## WORK REQUIRED
Say the data back exactly as it is written below.
--- GIVEN RECORDS ---
use super::*;
use courier_network::mock::{MockReply, MockTransport};
use courier_network::ClientConfig;
use serde_json::json;
use std::sync::Arc;
use std::time::Duration;

fn strings(items: &[&str]) -> Vec<String> {
    items.iter().map(|s| s.to_string()).collect()
}

fn client(transport: Arc<MockTransport>) -> HttpClient {
    let config = ClientConfig {
        base_url: Some("https://api.test".to_string()),
        ..ClientConfig::default()
    };
    HttpClient::with_transport(config, transport)
}

#[test]
fn test_parse_params() {
    let pairs = strings(&["page=2", "tag=a", "tag=b", "empty="]);
    let params = parse_params(pairs.iter()).expect("valid params");

    assert_eq!(
        params,
        Some(json!({"page": "2", "tag": ["a", "b"], "empty": ""}))
    );
}

#[test]
fn test_parse_params_empty_is_none() {
    let pairs: Vec<String> = Vec::new();
    assert_eq!(parse_params(pairs.iter()).expect("valid"), None);
}

#[test]
fn test_parse_params_rejects_bad_pairs() {
    assert!(parse_params(strings(&["novalue"]).iter()).is_err());
    assert!(parse_params(strings(&["=value"]).iter()).is_err());
}

#[test]
fn test_parse_header() {
    assert_eq!(
        parse_header("Authorization: Bearer abc").expect("valid"),
        ("Authorization".to_string(), "Bearer abc".to_string())
    );
    assert!(parse_header("no-colon").is_err());
    assert!(parse_header(": value").is_err());
}

#[test]
fn test_render_body() {
    let json_response = TransportResponse::json(200, &json!({"a": 1}));
    assert_eq!(render_body(&json_response), "{\n  \"a\": 1\n}");

    let text_response = TransportResponse::new(200, "plain text");
    assert_eq!(render_body(&text_response), "plain text");
}

#[test]
fn test_format_helpers() {
    assert_eq!(format_size(512), "512 bytes");
    assert_eq!(format_size(1_048_576), "1.00 MB");
    assert_eq!(format_duration(42), "42s");
    assert_eq!(format_duration(125), "2m 5s");
    assert_eq!(truncate("123456789", 8), "12345678...");
}

#[tokio::test]
async fn test_fetch_many_shares_one_call() {
    let transport = Arc::new(
        MockTransport::ok_json(json!({"ok": true})).with_latency(Duration::from_millis(50)),
    );
    let client = client(transport.clone());

    let params = Some(json!({"page": "1"}));
    let responses = fetch_many(&client, "/items", params, RequestOptions::new(), 4)
        .await
        .expect("requests succeed");

    assert_eq!(responses.len(), 4);
    assert_eq!(transport.call_count(), 1);
    assert!(transport.calls()[0].url.contains("page=1"));
}

#[tokio::test]
async fn test_repeated_params_send_repeated_query_keys() {
    let transport = Arc::new(MockTransport::ok_json(json!({})));
    let client = client(transport.clone());

    let params = parse_params(strings(&["tag=a", "page=2", "tag=b"]).iter()).expect("params");
    fetch_many(&client, "/items", params, RequestOptions::new(), 1)
        .await
        .expect("request succeeds");

    assert_eq!(
        transport.calls()[0].url,
        "https://api.test/items?page=2&tag=a&tag=b"
    );
}

#[tokio::test]
async fn test_fetch_many_reports_failure() {
    let transport = Arc::new(MockTransport::new(|_| {
        MockReply::Response(TransportResponse::json(404, &json!({"message": "missing"})))
    }));
    let client = client(transport);

    let err = fetch_many(&client, "/gone", None, RequestOptions::new(), 1)
        .await
        .unwrap_err();
    assert!(err.to_string().contains("GET /gone failed"));
}

fn upload_server() -> Arc<MockTransport> {
    Arc::new(MockTransport::new(|request| {
        if request.url.ends_with("/upload/check") {
            MockReply::Response(TransportResponse::json(200, &json!({"uploadedChunks": []})))
        } else {
            MockReply::Response(TransportResponse::json(200, &json!({"success": true})))
        }
    }))
}

#[tokio::test]
async fn test_run_upload_completes() {
    let transport = upload_server();
    let manager =
        UploadManager::new(client(transport.clone()), settings::upload_config(&Config::default()));

    let file = UploadFile::from_bytes("notes.txt", vec![3u8; 300 * 1024]);
    let options = AddTaskOptions {
        chunk_size: Some(128 * 1024),
        concurrent_chunks: Some(2),
    };

    let snapshot = run_upload(&manager, file, options).await.expect("upload");
    assert_eq!(snapshot.status, TaskStatus::Completed);
    assert_eq!(snapshot.total_chunks, 3);
    assert_eq!(transport.calls_to("/upload/chunk").len(), 3);
    assert_eq!(transport.calls_to("/upload/merge").len(), 1);
    assert!(report_upload(&snapshot, 1).is_ok());
}

#[tokio::test]
async fn test_failed_upload_is_reported() {
    let transport = Arc::new(MockTransport::new(|request| {
        if request.url.ends_with("/upload/merge") {
            MockReply::Response(TransportResponse::json(400, &json!({"message": "hash mismatch"})))
        } else if request.url.ends_with("/upload/check") {
            MockReply::Response(TransportResponse::json(200, &json!({"uploadedChunks": []})))
        } else {
            MockReply::Response(TransportResponse::json(200, &json!({"success": true})))
        }
    }));
    let manager =
        UploadManager::new(client(transport), settings::upload_config(&Config::default()));

    let file = UploadFile::from_bytes("a.bin", vec![1u8; 1024]);
    let snapshot = run_upload(&manager, file, AddTaskOptions::default())
        .await
        .expect("task settles");

    assert_eq!(snapshot.status, TaskStatus::Failed);
    let err = report_upload(&snapshot, 0).unwrap_err();
    assert!(err.to_string().contains("hash mismatch"));
}

#[test]
fn test_config_commands() {
    let dir = tempfile::tempdir().expect("temp dir");
    let manager = ConfigManager::with_directory(dir.path().to_path_buf()).expect("manager");

    config_init(&manager).expect("init");
    assert!(manager.config_path().exists());
    config_validate(&manager).expect("default config is valid");

    std::fs::write(manager.config_path(), "[request]\nmax_concurrent = 0\n").expect("write");
    assert!(config_validate(&manager).is_err());

    config_reset(&manager).expect("reset");
    config_validate(&manager).expect("valid after reset");
    config_show(&Config::default()).expect("show");
}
---
## ANSWER TO THIS EXERCISE
use super::*;
use courier_network::mock::{MockReply, MockTransport};
use courier_network::ClientConfig;
use serde_json::json;
use std::sync::Arc;
use std::time::Duration;

fn strings(items: &[&str]) -> Vec<String> {
    items.iter().map(|s| s.to_string()).collect()
}

fn client(transport: Arc<MockTransport>) -> HttpClient {
    let config = ClientConfig {
        base_url: Some("https://api.test".to_string()),
        ..ClientConfig::default()
    };
    HttpClient::with_transport(config, transport)
}

#[test]
fn test_parse_params() {
    let pairs = strings(&["page=2", "tag=a", "tag=b", "empty="]);
    let params = parse_params(pairs.iter()).expect("valid params");

    assert_eq!(
        params,
        Some(json!({"page": "2", "tag": ["a", "b"], "empty": ""}))
    );
}

#[test]
fn test_parse_params_empty_is_none() {
    let pairs: Vec<String> = Vec::new();
    assert_eq!(parse_params(pairs.iter()).expect("valid"), None);
}

#[test]
fn test_parse_params_rejects_bad_pairs() {
    assert!(parse_params(strings(&["novalue"]).iter()).is_err());
    assert!(parse_params(strings(&["=value"]).iter()).is_err());
}

#[test]
fn test_parse_header() {
    assert_eq!(
        parse_header("Authorization: Bearer abc").expect("valid"),
        ("Authorization".to_string(), "Bearer abc".to_string())
    );
    assert!(parse_header("no-colon").is_err());
    assert!(parse_header(": value").is_err());
}

#[test]
fn test_render_body() {
    let json_response = TransportResponse::json(200, &json!({"a": 1}));
    assert_eq!(render_body(&json_response), "{\n  \"a\": 1\n}");

    let text_response = TransportResponse::new(200, "plain text");
    assert_eq!(render_body(&text_response), "plain text");
}

#[test]
fn test_format_helpers() {
    assert_eq!(format_size(512), "512 bytes");
    assert_eq!(format_size(1_048_576), "1.00 MB");
    assert_eq!(format_duration(42), "42s");
    assert_eq!(format_duration(125), "2m 5s");
    assert_eq!(truncate("123456789", 8), "12345678...");
}

#[tokio::test]
async fn test_fetch_many_shares_one_call() {
    let transport = Arc::new(
        MockTransport::ok_json(json!({"ok": true})).with_latency(Duration::from_millis(50)),
    );
    let client = client(transport.clone());

    let params = Some(json!({"page": "1"}));
    let responses = fetch_many(&client, "/items", params, RequestOptions::new(), 4)
        .await
        .expect("requests succeed");

    assert_eq!(responses.len(), 4);
    assert_eq!(transport.call_count(), 1);
    assert!(transport.calls()[0].url.contains("page=1"));
}

#[tokio::test]
async fn test_repeated_params_send_repeated_query_keys() {
    let transport = Arc::new(MockTransport::ok_json(json!({})));
    let client = client(transport.clone());

    let params = parse_params(strings(&["tag=a", "page=2", "tag=b"]).iter()).expect("params");
    fetch_many(&client, "/items", params, RequestOptions::new(), 1)
        .await
        .expect("request succeeds");

    assert_eq!(
        transport.calls()[0].url,
        "https://api.test/items?page=2&tag=a&tag=b"
    );
}

#[tokio::test]
async fn test_fetch_many_reports_failure() {
    let transport = Arc::new(MockTransport::new(|_| {
        MockReply::Response(TransportResponse::json(404, &json!({"message": "missing"})))
    }));
    let client = client(transport);

    let err = fetch_many(&client, "/gone", None, RequestOptions::new(), 1)
        .await
        .unwrap_err();
    assert!(err.to_string().contains("GET /gone failed"));
}

fn upload_server() -> Arc<MockTransport> {
    Arc::new(MockTransport::new(|request| {
        if request.url.ends_with("/upload/check") {
            MockReply::Response(TransportResponse::json(200, &json!({"uploadedChunks": []})))
        } else {
            MockReply::Response(TransportResponse::json(200, &json!({"success": true})))
        }
    }))
}

#[tokio::test]
async fn test_run_upload_completes() {
    let transport = upload_server();
    let manager =
        UploadManager::new(client(transport.clone()), settings::upload_config(&Config::default()));

    let file = UploadFile::from_bytes("notes.txt", vec![3u8; 300 * 1024]);
    let options = AddTaskOptions {
        chunk_size: Some(128 * 1024),
        concurrent_chunks: Some(2),
    };

    let snapshot = run_upload(&manager, file, options).await.expect("upload");
    assert_eq!(snapshot.status, TaskStatus::Completed);
    assert_eq!(snapshot.total_chunks, 3);
    assert_eq!(transport.calls_to("/upload/chunk").len(), 3);
    assert_eq!(transport.calls_to("/upload/merge").len(), 1);
    assert!(report_upload(&snapshot, 1).is_ok());
}

#[tokio::test]
async fn test_failed_upload_is_reported() {
    let transport = Arc::new(MockTransport::new(|request| {
        if request.url.ends_with("/upload/merge") {
            MockReply::Response(TransportResponse::json(400, &json!({"message": "hash mismatch"})))
        } else if request.url.ends_with("/upload/check") {
            MockReply::Response(TransportResponse::json(200, &json!({"uploadedChunks": []})))
        } else {
            MockReply::Response(TransportResponse::json(200, &json!({"success": true})))
        }
    }));
    let manager =
        UploadManager::new(client(transport), settings::upload_config(&Config::default()));

    let file = UploadFile::from_bytes("a.bin", vec![1u8; 1024]);
    let snapshot = run_upload(&manager, file, AddTaskOptions::default())
        .await
        .expect("task settles");

    assert_eq!(snapshot.status, TaskStatus::Failed);
    let err = report_upload(&snapshot, 0).unwrap_err();
    assert!(err.to_string().contains("hash mismatch"));
}

#[test]
fn test_config_commands() {
    let dir = tempfile::tempdir().expect("temp dir");
    let manager = ConfigManager::with_directory(dir.path().to_path_buf()).expect("manager");

    config_init(&manager).expect("init");
    assert!(manager.config_path().exists());
    config_validate(&manager).expect("default config is valid");

    std::fs::write(manager.config_path(), "[request]\nmax_concurrent = 0\n").expect("write");
    assert!(config_validate(&manager).is_err());

    config_reset(&manager).expect("reset");
    config_validate(&manager).expect("valid after reset");
    config_show(&Config::default()).expect("show");
}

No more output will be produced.